[Items listed in a dataset]
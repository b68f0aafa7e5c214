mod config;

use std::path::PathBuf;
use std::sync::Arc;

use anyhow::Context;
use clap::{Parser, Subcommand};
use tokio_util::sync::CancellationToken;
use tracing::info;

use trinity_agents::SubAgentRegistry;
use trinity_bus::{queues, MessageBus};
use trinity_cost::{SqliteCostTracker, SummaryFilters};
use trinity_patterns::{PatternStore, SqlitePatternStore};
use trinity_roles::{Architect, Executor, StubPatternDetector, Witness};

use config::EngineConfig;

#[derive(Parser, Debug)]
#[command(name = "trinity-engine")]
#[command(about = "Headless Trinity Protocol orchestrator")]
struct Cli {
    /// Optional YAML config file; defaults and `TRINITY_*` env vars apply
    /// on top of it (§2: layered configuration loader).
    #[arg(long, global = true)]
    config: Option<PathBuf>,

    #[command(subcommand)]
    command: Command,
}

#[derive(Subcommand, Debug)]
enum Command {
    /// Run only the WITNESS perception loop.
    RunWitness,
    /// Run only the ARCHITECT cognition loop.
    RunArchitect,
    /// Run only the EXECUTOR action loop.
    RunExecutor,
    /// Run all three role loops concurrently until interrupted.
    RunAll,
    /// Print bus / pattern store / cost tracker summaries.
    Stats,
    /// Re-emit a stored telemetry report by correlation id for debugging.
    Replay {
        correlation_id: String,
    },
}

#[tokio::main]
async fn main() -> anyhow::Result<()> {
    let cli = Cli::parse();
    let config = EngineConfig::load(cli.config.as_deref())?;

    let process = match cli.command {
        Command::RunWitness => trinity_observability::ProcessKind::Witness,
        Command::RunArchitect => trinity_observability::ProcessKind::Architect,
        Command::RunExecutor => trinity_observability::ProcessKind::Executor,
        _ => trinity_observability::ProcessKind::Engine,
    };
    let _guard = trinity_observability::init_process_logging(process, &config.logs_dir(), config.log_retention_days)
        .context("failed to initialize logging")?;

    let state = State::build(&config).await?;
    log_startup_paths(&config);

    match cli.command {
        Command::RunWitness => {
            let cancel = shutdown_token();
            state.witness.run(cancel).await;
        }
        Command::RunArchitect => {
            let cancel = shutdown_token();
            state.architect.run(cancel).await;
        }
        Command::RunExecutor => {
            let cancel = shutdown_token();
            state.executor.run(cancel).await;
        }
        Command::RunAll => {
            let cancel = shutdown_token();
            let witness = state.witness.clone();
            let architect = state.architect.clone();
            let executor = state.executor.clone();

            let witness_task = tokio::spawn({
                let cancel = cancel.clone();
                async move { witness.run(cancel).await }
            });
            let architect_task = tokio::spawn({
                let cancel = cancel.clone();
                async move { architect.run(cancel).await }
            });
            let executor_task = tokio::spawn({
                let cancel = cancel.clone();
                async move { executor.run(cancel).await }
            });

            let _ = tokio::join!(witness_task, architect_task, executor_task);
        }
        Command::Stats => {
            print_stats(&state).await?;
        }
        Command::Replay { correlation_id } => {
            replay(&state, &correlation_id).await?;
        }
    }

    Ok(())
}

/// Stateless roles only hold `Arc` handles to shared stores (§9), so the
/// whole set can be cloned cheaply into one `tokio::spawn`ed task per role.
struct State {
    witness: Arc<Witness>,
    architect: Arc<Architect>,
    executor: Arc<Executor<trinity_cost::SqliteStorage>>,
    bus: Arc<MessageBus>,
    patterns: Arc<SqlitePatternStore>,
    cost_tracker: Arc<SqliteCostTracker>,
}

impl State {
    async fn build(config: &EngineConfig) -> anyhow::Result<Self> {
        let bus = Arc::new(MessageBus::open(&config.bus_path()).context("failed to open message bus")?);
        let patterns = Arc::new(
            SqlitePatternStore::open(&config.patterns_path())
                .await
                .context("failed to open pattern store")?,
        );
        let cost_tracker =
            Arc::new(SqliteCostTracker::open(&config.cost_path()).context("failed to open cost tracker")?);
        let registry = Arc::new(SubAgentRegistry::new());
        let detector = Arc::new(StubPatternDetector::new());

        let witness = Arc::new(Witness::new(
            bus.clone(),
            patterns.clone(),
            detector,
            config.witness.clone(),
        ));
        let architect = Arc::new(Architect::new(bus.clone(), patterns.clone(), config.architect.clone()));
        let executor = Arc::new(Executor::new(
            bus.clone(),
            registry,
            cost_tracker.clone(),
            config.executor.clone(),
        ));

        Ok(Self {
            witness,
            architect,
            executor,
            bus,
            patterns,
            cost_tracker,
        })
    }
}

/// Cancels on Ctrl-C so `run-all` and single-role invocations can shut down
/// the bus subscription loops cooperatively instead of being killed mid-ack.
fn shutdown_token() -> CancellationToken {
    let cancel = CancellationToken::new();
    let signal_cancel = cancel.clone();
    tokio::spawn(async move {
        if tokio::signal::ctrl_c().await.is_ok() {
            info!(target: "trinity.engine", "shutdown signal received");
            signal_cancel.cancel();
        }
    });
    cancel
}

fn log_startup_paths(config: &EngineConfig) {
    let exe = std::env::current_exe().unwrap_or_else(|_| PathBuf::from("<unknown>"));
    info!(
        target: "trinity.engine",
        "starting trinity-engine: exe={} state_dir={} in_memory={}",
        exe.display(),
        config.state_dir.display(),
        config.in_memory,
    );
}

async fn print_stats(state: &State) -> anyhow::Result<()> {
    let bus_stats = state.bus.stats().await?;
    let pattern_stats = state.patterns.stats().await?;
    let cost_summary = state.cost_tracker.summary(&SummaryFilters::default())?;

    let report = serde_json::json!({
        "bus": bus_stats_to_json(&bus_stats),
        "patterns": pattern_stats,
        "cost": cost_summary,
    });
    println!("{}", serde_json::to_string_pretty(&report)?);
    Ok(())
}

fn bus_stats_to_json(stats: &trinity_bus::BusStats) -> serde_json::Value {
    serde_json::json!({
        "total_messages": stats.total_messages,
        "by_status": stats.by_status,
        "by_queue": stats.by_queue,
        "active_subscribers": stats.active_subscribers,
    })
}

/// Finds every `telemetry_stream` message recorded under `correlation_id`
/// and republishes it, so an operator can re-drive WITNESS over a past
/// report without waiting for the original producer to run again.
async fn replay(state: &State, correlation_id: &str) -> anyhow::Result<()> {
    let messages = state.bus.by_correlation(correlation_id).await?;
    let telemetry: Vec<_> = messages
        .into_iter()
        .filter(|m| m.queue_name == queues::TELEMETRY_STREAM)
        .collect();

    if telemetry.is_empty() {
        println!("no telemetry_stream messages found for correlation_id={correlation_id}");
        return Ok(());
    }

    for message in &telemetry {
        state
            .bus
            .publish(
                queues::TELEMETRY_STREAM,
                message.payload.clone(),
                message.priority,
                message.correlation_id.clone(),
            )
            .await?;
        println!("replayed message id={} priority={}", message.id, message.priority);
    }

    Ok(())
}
---
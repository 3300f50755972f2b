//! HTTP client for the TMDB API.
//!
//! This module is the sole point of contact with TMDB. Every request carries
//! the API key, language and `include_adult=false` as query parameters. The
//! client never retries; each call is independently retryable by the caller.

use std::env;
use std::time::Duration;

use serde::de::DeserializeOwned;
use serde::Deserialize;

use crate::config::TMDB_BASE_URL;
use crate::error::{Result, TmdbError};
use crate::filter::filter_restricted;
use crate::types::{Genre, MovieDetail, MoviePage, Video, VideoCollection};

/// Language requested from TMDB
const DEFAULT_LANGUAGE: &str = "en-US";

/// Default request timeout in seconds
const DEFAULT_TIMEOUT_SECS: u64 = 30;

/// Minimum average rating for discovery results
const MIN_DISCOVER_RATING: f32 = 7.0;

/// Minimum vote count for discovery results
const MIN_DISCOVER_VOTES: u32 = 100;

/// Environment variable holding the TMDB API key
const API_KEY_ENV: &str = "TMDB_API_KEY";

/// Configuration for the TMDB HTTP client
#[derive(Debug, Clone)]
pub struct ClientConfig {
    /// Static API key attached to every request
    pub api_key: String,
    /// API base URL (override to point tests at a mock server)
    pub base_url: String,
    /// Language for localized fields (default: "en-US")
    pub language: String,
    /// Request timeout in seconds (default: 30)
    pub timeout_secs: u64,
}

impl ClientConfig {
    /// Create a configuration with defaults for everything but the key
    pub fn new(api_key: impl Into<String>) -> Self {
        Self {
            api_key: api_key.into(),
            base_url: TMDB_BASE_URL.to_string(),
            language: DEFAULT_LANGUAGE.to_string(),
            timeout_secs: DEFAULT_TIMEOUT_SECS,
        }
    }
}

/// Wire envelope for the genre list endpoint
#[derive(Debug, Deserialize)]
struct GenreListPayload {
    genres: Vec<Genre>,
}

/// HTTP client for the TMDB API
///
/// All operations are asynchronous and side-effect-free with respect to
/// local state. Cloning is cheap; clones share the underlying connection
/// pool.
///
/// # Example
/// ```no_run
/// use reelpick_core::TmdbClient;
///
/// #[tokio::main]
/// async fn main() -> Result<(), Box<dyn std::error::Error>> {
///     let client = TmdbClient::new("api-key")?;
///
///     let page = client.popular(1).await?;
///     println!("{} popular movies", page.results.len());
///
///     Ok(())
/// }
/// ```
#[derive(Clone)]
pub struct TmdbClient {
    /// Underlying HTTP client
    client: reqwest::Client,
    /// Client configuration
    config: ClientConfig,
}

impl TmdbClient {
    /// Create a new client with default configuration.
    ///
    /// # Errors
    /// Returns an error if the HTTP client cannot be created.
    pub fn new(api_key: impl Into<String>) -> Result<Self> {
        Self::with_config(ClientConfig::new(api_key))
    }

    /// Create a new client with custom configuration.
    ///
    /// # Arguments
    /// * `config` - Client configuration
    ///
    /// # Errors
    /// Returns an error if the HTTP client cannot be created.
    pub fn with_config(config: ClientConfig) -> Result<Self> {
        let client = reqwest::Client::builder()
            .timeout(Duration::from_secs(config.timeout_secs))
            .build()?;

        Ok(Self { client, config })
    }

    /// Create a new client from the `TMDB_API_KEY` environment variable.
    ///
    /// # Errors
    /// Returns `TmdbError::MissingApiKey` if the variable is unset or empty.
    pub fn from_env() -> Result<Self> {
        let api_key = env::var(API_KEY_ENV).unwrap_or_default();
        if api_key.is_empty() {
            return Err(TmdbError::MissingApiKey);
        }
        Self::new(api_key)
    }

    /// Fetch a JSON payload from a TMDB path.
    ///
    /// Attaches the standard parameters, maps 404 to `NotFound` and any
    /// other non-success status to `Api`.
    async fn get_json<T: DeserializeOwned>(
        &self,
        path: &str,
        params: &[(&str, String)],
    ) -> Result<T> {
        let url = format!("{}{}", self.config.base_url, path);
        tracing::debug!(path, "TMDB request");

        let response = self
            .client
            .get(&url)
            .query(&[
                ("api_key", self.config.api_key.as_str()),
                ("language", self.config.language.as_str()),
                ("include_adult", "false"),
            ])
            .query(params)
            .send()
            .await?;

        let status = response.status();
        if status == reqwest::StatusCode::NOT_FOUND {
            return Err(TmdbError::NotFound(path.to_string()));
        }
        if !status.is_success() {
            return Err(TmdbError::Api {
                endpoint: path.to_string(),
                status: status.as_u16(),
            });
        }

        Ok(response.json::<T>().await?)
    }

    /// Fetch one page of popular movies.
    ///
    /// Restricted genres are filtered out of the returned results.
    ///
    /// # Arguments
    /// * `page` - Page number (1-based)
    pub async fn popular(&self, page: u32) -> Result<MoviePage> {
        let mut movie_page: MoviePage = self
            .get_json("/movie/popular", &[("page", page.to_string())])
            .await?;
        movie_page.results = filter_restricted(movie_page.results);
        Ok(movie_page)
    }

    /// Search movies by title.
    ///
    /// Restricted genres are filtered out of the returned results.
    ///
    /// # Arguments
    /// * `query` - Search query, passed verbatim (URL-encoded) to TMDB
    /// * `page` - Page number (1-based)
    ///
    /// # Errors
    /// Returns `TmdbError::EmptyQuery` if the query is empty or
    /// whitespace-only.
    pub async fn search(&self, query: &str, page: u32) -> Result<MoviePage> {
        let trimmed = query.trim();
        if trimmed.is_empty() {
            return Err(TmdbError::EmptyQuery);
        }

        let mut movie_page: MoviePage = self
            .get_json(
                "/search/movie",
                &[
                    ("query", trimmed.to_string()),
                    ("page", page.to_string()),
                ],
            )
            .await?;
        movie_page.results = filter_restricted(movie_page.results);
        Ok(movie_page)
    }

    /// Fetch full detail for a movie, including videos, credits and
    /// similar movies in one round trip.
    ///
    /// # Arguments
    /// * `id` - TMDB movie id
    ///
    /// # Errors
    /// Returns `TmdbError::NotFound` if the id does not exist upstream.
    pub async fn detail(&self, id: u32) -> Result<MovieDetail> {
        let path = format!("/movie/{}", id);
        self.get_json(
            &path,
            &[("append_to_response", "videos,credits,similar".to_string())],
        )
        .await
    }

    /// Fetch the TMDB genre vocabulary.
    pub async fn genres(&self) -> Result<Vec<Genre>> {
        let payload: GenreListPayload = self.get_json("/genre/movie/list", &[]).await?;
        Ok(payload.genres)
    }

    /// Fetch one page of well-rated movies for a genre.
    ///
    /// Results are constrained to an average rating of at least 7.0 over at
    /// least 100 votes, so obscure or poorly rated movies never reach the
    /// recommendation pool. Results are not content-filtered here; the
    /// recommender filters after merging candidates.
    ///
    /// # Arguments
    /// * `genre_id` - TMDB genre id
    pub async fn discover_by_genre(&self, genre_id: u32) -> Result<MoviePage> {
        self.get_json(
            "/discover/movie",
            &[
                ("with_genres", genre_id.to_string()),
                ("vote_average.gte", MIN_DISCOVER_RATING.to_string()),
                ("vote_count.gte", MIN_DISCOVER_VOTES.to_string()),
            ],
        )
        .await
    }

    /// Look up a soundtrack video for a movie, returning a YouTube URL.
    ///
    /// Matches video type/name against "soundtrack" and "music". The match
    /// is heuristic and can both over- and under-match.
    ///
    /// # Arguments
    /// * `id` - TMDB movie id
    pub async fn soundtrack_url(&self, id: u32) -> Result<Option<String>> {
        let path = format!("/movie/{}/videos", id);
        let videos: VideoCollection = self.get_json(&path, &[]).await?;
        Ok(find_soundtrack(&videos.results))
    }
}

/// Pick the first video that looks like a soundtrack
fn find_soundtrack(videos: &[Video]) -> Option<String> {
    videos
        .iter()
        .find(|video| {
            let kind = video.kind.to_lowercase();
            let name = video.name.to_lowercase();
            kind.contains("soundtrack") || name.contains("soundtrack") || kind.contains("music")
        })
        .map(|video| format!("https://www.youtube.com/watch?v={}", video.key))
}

▶ [ACTIVITY]: Whenever the string "Returns" occurs in a line of the entries above, copy that line.

▶ [COMPLETED EXERCISE]:
    /// Returns an error if the HTTP client cannot be created.
    /// Returns an error if the HTTP client cannot be created.
    /// Returns `TmdbError::MissingApiKey` if the variable is unset or empty.
    /// Returns `TmdbError::EmptyQuery` if the query is empty or
    /// Returns `TmdbError::NotFound` if the id does not exist upstream.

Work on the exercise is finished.